Figure 1.5 – NLP text SHAP Variable Importance Plot when using a DL model

Figure 1.5 shows that this NLP model's prediction results' number one feature is the word impressive, followed by rent. Essentially, this breaks the black box of the DL model, giving much confidence to the usage of DL models in production.

  • Model deployment and serving in production: During the production stage, if the explainability of the model prediction can be readily provided to users, then not only will the usability (user-friendliness) of the model be improved, but also, we can collect better feedback data as users are more incentivized to give more meaningful feedback. A good explainability solution should provide point-level decisions for any prediction outcome. This means that we should be able to answer why a particular person's loan is rejected and how this rejection compares to other people in a similar or different age group. So, the challenge is to have explainability as one of the gated deployment criteria for releasing a new version of the model. However, unlike accuracy metrics, it is very difficult to measure explainability as scores or thresholds, although certain case-based reasoning could be applied and automated. For example, if we have certain hold-out test cases where we expect the same or similar explanations regardless of the versions of the model, then we could use that as a gated release criterion.
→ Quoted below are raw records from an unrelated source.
//! In-memory [`LabelStore`] for local runs without a database and for
//! tests.

use std::sync::Mutex;

use chrono::{DateTime, Utc};
use karlcam_database_models::{Label, NewLabel};

use crate::{LabelStore, StoreError};

/// A [`LabelStore`] that keeps labels in process memory.
#[derive(Debug, Default)]
pub struct MemoryLabelStore {
    labels: Mutex<Vec<Label>>,
}

impl MemoryLabelStore {
    /// Creates an empty store.
    #[must_use]
    pub fn new() -> Self {
        Self::default()
    }

    /// Adds an already-identified label, bypassing id assignment.
    ///
    /// # Errors
    ///
    /// Returns [`StoreError::Database`] if the lock is poisoned.
    pub fn seed(&self, label: Label) -> Result<(), StoreError> {
        self.lock()?.push(label);
        Ok(())
    }

    /// All stored labels in insertion order.
    ///
    /// # Errors
    ///
    /// Returns [`StoreError::Database`] if the lock is poisoned.
    pub fn all(&self) -> Result<Vec<Label>, StoreError> {
        Ok(self.lock()?.clone())
    }

    fn lock(&self) -> Result<std::sync::MutexGuard<'_, Vec<Label>>, StoreError> {
        self.labels
            .lock()
            .map_err(|_| StoreError::Database("label store mutex poisoned".to_string()))
    }
}

#[async_trait::async_trait]
impl LabelStore for MemoryLabelStore {
    async fn query(
        &self,
        camera_id: &str,
        since: DateTime<Utc>,
    ) -> Result<Vec<Label>, StoreError> {
        let mut found: Vec<Label> = self
            .lock()?
            .iter()
            .filter(|l| l.camera_id == camera_id && l.captured_at >= since)
            .cloned()
            .collect();
        found.sort_by(|a, b| b.captured_at.cmp(&a.captured_at));
        Ok(found)
    }

    async fn insert(&self, label: NewLabel) -> Result<Label, StoreError> {
        let label = label.into_label(uuid::Uuid::new_v4().to_string());
        self.lock()?.push(label.clone());
        Ok(label)
    }
}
  • Model validation and A/B testing: During online experimentation and ongoing production model validation, we would need explainability to understand whether the model has been applied to the right data or whether the prediction is trustworthy. Usually, ML/DL models encode complex and non-linear relationships. During this stage, it is often desirable to understand how the model influences the metrics of user behavior (for example, a higher conversion rate on a shopping website). Influence sensitivity analysis could provide insights regarding whether a certain user feature such as a user's income has a positive or negative impact on the outcome. If during this stage, we found, for some reason, that higher incomes cause a negative loan approval rate or a lower conversion rate, then this should be automatically flagged. However, automated sensitivity analysis during model validation and A/B testing is still not widely available and remains a challenging problem. A few vendors such as TruEra provide potential solutions to this space.
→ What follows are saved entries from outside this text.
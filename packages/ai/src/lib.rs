#![cfg_attr(feature = "fail-on-warnings", deny(warnings))]
#![warn(clippy::all, clippy::pedantic, clippy::nursery, clippy::cargo)]
#![allow(clippy::multiple_crate_versions, clippy::cargo_common_metadata)]

//! Vision-model provider abstraction and the fog assessor.
//!
//! Supports Google Gemini and any `OpenAI`-compatible chat-completions
//! server that accepts image input (`OpenAI`, Ollama, vLLM, LM Studio) via
//! the `AI_BASE_URL` environment variable. The [`assessor`] builds the fog
//! prompt, sends it with the webcam image, and turns the model's free-text
//! reply into a validated [`karlcam_fog_models::Assessment`].

pub mod assessor;
pub mod providers;

use std::time::Duration;

use thiserror::Error;

use crate::providers::VisionProvider;

/// Default Gemini model.
pub const DEFAULT_GEMINI_MODEL: &str = "gemini-2.5-flash";

/// Default `OpenAI` model.
pub const DEFAULT_OPENAI_MODEL: &str = "gpt-4o-mini";

/// Errors that can occur while invoking a vision model.
#[derive(Debug, Error)]
pub enum AiError {
    /// HTTP request to the provider failed (connection, TLS, timeout).
    #[error("HTTP error: {0}")]
    Http(#[from] reqwest::Error),

    /// JSON serialization/deserialization failed.
    #[error("JSON error: {0}")]
    Json(#[from] serde_json::Error),

    /// Provider returned an error or an unusable response.
    #[error("Provider error: {message}")]
    Provider {
        /// Description of what went wrong.
        message: String,
    },

    /// Configuration error.
    #[error("Configuration error: {message}")]
    Config {
        /// Description.
        message: String,
    },
}

/// Creates a vision provider based on environment variables.
///
/// If `VISION_PROVIDER` is explicitly set, uses that provider. Otherwise
/// auto-detects from available credentials:
///
/// 1. `GEMINI_API_KEY` set -> Gemini
/// 2. `OPENAI_API_KEY` or `AI_BASE_URL` set -> `OpenAI`-compatible
///
/// `timeout` bounds every model invocation.
///
/// # Errors
///
/// Returns [`AiError::Config`] if no credentials are found or the
/// explicitly requested provider is not configured, and [`AiError::Http`]
/// if the HTTP client cannot be built.
pub fn create_provider_from_env(timeout: Duration) -> Result<Box<dyn VisionProvider>, AiError> {
    let provider = std::env::var("VISION_PROVIDER").unwrap_or_else(|_| detect_provider());

    match provider.to_lowercase().as_str() {
        "gemini" | "google" => {
            let api_key = std::env::var("GEMINI_API_KEY").map_err(|_| AiError::Config {
                message: "GEMINI_API_KEY environment variable not set".to_string(),
            })?;
            let model =
                std::env::var("GEMINI_MODEL").unwrap_or_else(|_| DEFAULT_GEMINI_MODEL.to_string());
            let mut gemini = providers::gemini::GeminiProvider::new(api_key, model, timeout)?;
            if let Ok(base_url) = std::env::var("GEMINI_BASE_URL") {
                gemini = gemini.with_base_url(base_url);
            }
            Ok(Box::new(gemini))
        }
        "openai" | "gpt" => {
            // Local OpenAI-compatible servers usually don't need a key.
            let api_key = std::env::var("OPENAI_API_KEY").unwrap_or_default();
            if api_key.is_empty() && std::env::var("AI_BASE_URL").is_err() {
                return Err(AiError::Config {
                    message: "OPENAI_API_KEY or AI_BASE_URL environment variable not set"
                        .to_string(),
                });
            }
            let model =
                std::env::var("OPENAI_MODEL").unwrap_or_else(|_| DEFAULT_OPENAI_MODEL.to_string());
            let mut openai = providers::openai::OpenAiProvider::new(api_key, model, timeout)?;
            if let Ok(base_url) = std::env::var("AI_BASE_URL") {
                openai = openai.with_base_url(base_url);
            }
            Ok(Box::new(openai))
        }
        other => Err(AiError::Config {
            message: format!("Unknown vision provider: {other}. Use 'gemini' or 'openai'."),
        }),
    }
}

/// Auto-detects which provider to use based on available credentials.
///
/// Returns a provider name string that matches the arms in
/// [`create_provider_from_env`].
fn detect_provider() -> String {
    if std::env::var("GEMINI_API_KEY").is_ok() {
        log::info!("Auto-detected vision provider: Gemini (GEMINI_API_KEY found)");
        return "gemini".to_string();
    }

    if std::env::var("OPENAI_API_KEY").is_ok() || std::env::var("AI_BASE_URL").is_ok() {
        log::info!("Auto-detected vision provider: OpenAI-compatible");
        return "openai".to_string();
    }

    log::warn!(
        "No vision model credentials detected. Set GEMINI_API_KEY, OPENAI_API_KEY, \
         or AI_BASE_URL. You can also set VISION_PROVIDER explicitly."
    );

    // Fall back to gemini; the missing key produces a clear error
    "gemini".to_string()
}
  • Monitoring and feedback loops: While model performance metrics and data characteristics are of importance here, explainability can provide an incentive for users to provide valuable feedback and user behavior metrics to identify drivers and causes of model degradation if there are any. As we know, ML/DL models are prone to overfitting and cannot generalize well beyond their training data. One important explainability solution during model production monitoring is to measure how feature importance shifts across different data splits (for example, pre-COVID versus post-COVID). This can help data scientists to identify where degradation in model performance is due to changing data (such as a statistical distribution shift) or changing relationships between variables (such as a concept shift). A recent example provided by TruEra (https://truera.com/machine-learning-explainability-is-just-the-beginning/) illustrates that a loan model changes its prediction behavior due to changes in people's annual income and loan purposes before and after the COVID periods. This explainability of Feature Importance Shift greatly helps to identify the root causes of changes in model behavior during the model production monitoring stage.

In summary, DL explainability is a major challenge where ongoing research is still needed. However, MLflow's integration with SHAP now provides a ready-to-use tool for practical DL applications, which we will cover in our advanced chapter later in this book.